20020808.01

     Die von John Stuart Mill vorgeschlagene, von Wilhelm Dilthey
hochgetriebene, und bis zum heutigen Tage anerkannte
Unterscheidung zwischen Naturwissenschaften und
Geisteswissenschaften besteht unter der selbstverstaendlichen
Voraussetzung, dass es Naturwissenschaften einerseits und
Geisteswissenschaften andererseits gaebe, und dass eine
Unterscheidung zwischen den beiden Arten Wissenschaft
tatsaechlich erkennbar und streng durchfuehrbar waere.

     Die Unterscheidung bleibt unangefochten zum Teil weil eine
jede der Wissenschaften von ihren Adepten ungeteilte Treue
(undivided loyalty) fordert.  Man ist entweder Biologe oder man
ist Historiker.  Beides Historiker und Biologe zu sein ist,
jedenfalls in der Berufswelt unmoeglich.  Demgemaess, da die
Biologie ihm fremd ist, setzt der Historiker voraus, dass der
Biologe anderen Gesetzen hoerig ist als fuer die
Geschichtswissenschaft geltend sind.  Ebenso setzt der Biologe
voraus, da die Geschichtsschreibung ihm fremd ist, dass der
Historiker anderen Gesetzen hoerig ist als in der Biologie
gelten.  Aus oberflaechlicher Sicht, moegen beide recht haben.
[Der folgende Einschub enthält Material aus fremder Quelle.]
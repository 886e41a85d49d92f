use ratatui::{
    layout::{Constraint, Direction, Layout, Rect},
    style::{Color, Modifier, Style},
    text::{Line, Span},
    widgets::{Block, Borders, Paragraph},
    Frame,
};
use rust_decimal::Decimal;

use crate::ledger::Ledger;
use crate::ui::theme;
use crate::ui::util::{format_amount, format_share};

pub(crate) fn render_cards(f: &mut Frame, area: Rect, ledger: &Ledger) {
    let cards = Layout::default()
        .direction(Direction::Horizontal)
        .constraints([
            Constraint::Ratio(1, 3),
            Constraint::Ratio(1, 3),
            Constraint::Ratio(1, 3),
        ])
        .split(area);

    let limit = ledger.budget().limit;
    let spent = ledger.spent();
    let remaining = ledger.remaining();
    let count = ledger.transactions().len();

    render_card(
        f,
        cards[0],
        "Budget",
        limit,
        theme::ACCENT,
        "alert above 90%".to_string(),
    );
    render_card(
        f,
        cards[1],
        "Spent",
        spent,
        if ledger.over_budget() {
            theme::RED
        } else {
            theme::GREEN
        },
        format!("{count} txn{}", if count == 1 { "" } else { "s" }),
    );
    render_card(
        f,
        cards[2],
        "Remaining",
        remaining,
        if remaining >= Decimal::ZERO {
            theme::TEXT
        } else {
            theme::RED
        },
        used_label(spent, limit),
    );
}

fn used_label(spent: Decimal, limit: Decimal) -> String {
    spent
        .checked_div(limit)
        .and_then(|ratio| ratio.checked_mul(Decimal::ONE_HUNDRED))
        .map(|pct| format!("{} used", format_share(pct)))
        .unwrap_or_default()
}

fn render_card(
    f: &mut Frame,
    area: Rect,
    title: &str,
    amount: Decimal,
    color: Color,
    subtitle: String,
) {
    let block = Block::default()
        .borders(Borders::ALL)
        .border_style(Style::default().fg(theme::OVERLAY))
        .title(Span::styled(
            format!(" {title} "),
            Style::default()
                .fg(theme::TEXT_DIM)
                .add_modifier(Modifier::BOLD),
        ));

    let text = Paragraph::new(vec![
        Line::from(Span::styled(
            format_amount(amount),
            Style::default().fg(color).add_modifier(Modifier::BOLD),
        )),
        Line::from(Span::styled(subtitle, theme::dim_style())),
    ])
    .centered()
    .block(block);

    f.render_widget(text, area);
}

/// The threshold banner. Callers only give it room while the alert is active.
pub(crate) fn render_alert(f: &mut Frame, area: Rect, ledger: &Ledger) {
    let Some(message) = ledger.alert_message() else {
        return;
    };

    let banner = Paragraph::new(Line::from(vec![
        Span::styled(" \u{26a0} ", theme::alert_style()),
        Span::styled(message, theme::alert_style()),
    ]))
    .style(theme::alert_style())
    .block(
        Block::default()
            .borders(Borders::LEFT)
            .border_style(Style::default().fg(theme::YELLOW).bg(theme::ALERT_BG)),
    );
    f.render_widget(banner, area);
}
use ratatui::{
    layout::Rect,
    style::{Modifier, Style},
    text::{Line, Span},
    widgets::{Bar, BarChart, BarGroup, Block, Borders, Paragraph},
    Frame,
};
use rust_decimal::prelude::ToPrimitive;
use rust_decimal::Decimal;

use crate::ledger::Ledger;
use crate::ui::theme;
use crate::ui::util::{format_share, truncate};

pub(crate) fn render(f: &mut Frame, area: Rect, ledger: &Ledger) {
    let block = Block::default()
        .borders(Borders::ALL)
        .border_style(Style::default().fg(theme::OVERLAY))
        .title(Span::styled(
            " Spending Breakdown ",
            Style::default()
                .fg(theme::TEXT_DIM)
                .add_modifier(Modifier::BOLD),
        ));

    let breakdown = ledger.breakdown();
    let shares = breakdown.shares();
    if shares.is_empty() {
        let msg = Paragraph::new(vec![
            Line::from(""),
            Line::from(Span::styled(
                "No spending yet. Add a transaction to see the breakdown",
                theme::dim_style(),
            )),
        ])
        .centered()
        .block(block);
        f.render_widget(msg, area);
        return;
    }

    let labels = breakdown.labels();
    let values = breakdown.values();
    let bars: Vec<Bar> = labels
        .iter()
        .zip(values)
        .zip(shares.iter())
        .enumerate()
        .map(|(i, ((name, amount), (_, pct)))| {
            let color = theme::palette(i);
            Bar::default()
                .value(bar_height(amount))
                .text_value(format_share(*pct))
                .label(Line::from(truncate(name, 10)))
                .style(Style::default().fg(color))
                .value_style(
                    Style::default()
                        .fg(theme::HEADER_BG)
                        .bg(color)
                        .add_modifier(Modifier::BOLD),
                )
        })
        .collect();

    let inner_width = area.width.saturating_sub(2) as usize;
    let slots = breakdown.len().max(1);
    let bar_width = (inner_width / slots).saturating_sub(1).clamp(3, 10) as u16;

    let chart = BarChart::default()
        .block(block)
        .data(BarGroup::default().bars(&bars))
        .bar_width(bar_width)
        .bar_gap(1);

    f.render_widget(chart, area);
}

/// Bar height in cents of magnitude, so sub-dollar totals still show.
fn bar_height(amount: Decimal) -> u64 {
    amount
        .abs()
        .checked_mul(Decimal::ONE_HUNDRED)
        .and_then(|cents| cents.to_u64())
        .unwrap_or(u64::MAX)
}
     Genauer erwogen aber liesse sich behaupten, dass der
Historiker in seiner Weise ein Biologe ist, und dass der Biologe
eine Art Geschichte treibt.  Dies klarzulegen braucht man nur zu
erwaegen, dass auch des Biologen Interesse auf Erscheinungen
gerichtet ist, welche in der Vergangenheit liegen, dass auch er
die Vergangenheit nur heraufzubeschwoeren vermag indem er davon
Geschichten erzaehlt, und somit tut er aehnliches wie der
Historiker.  Zugegeben, des Biologen Beschreibungen des
Vergangenen sind auf die Gegenwart gemuenzt und beanspruchen
Erscheinungen welche noch in der Erwartung liegen zu
illuminieren.  Zugegeben, dass der Biologe den Anspruch macht
mittels Untersuchungen der Vergangenheit die Gegenwart und auch
die Zukunft zu bestimmen.  Aber dieser Anspruch verfehlt nicht
selten sein Ziel.  Es bleibt ein Anspruch dessen Erfuellung
reichlich mit Unsicherheit behaftet ist.  Ist es mit dem
Historiker etwa anders bestellt?  Besagt es etwa ein
Missverstaendnis, dass die Biologen behaupten eine Geschichte der
Natur zu entwerfen und dass sie das Museum in welchem sie ihre
Arbeit ausstellen "Museum of Natural History" nennen?

     Aus aehnlichen Erwaegungen moechte hervorgehen, dass auch
seinerseits der Historiker Biologie treibt, insofern jedenfalls
als seine Geschichte die Chronik des Menschenlebens ist, und das
Stdium der Menschen, ihres Tuns und Treibens, aus der Biologie
nicht ausgeschlossen werden darf.  Mit welcher Begruendung dann
sollte man die biologischen Eigenschaften der Historie
verleugnen?  Muesste eine umfassende Geschichte des Menschen
nicht auch die Geschichte der Tiere und Pflanzen mit welchen er
das Erdrund teilt einschliessen?  Und waere eine solche Menschen-
Tier- und Pflanzengeschichte etwas anderes als die Geschichte des
Lebendigen, etwas anderes als die eigentliche Biologie?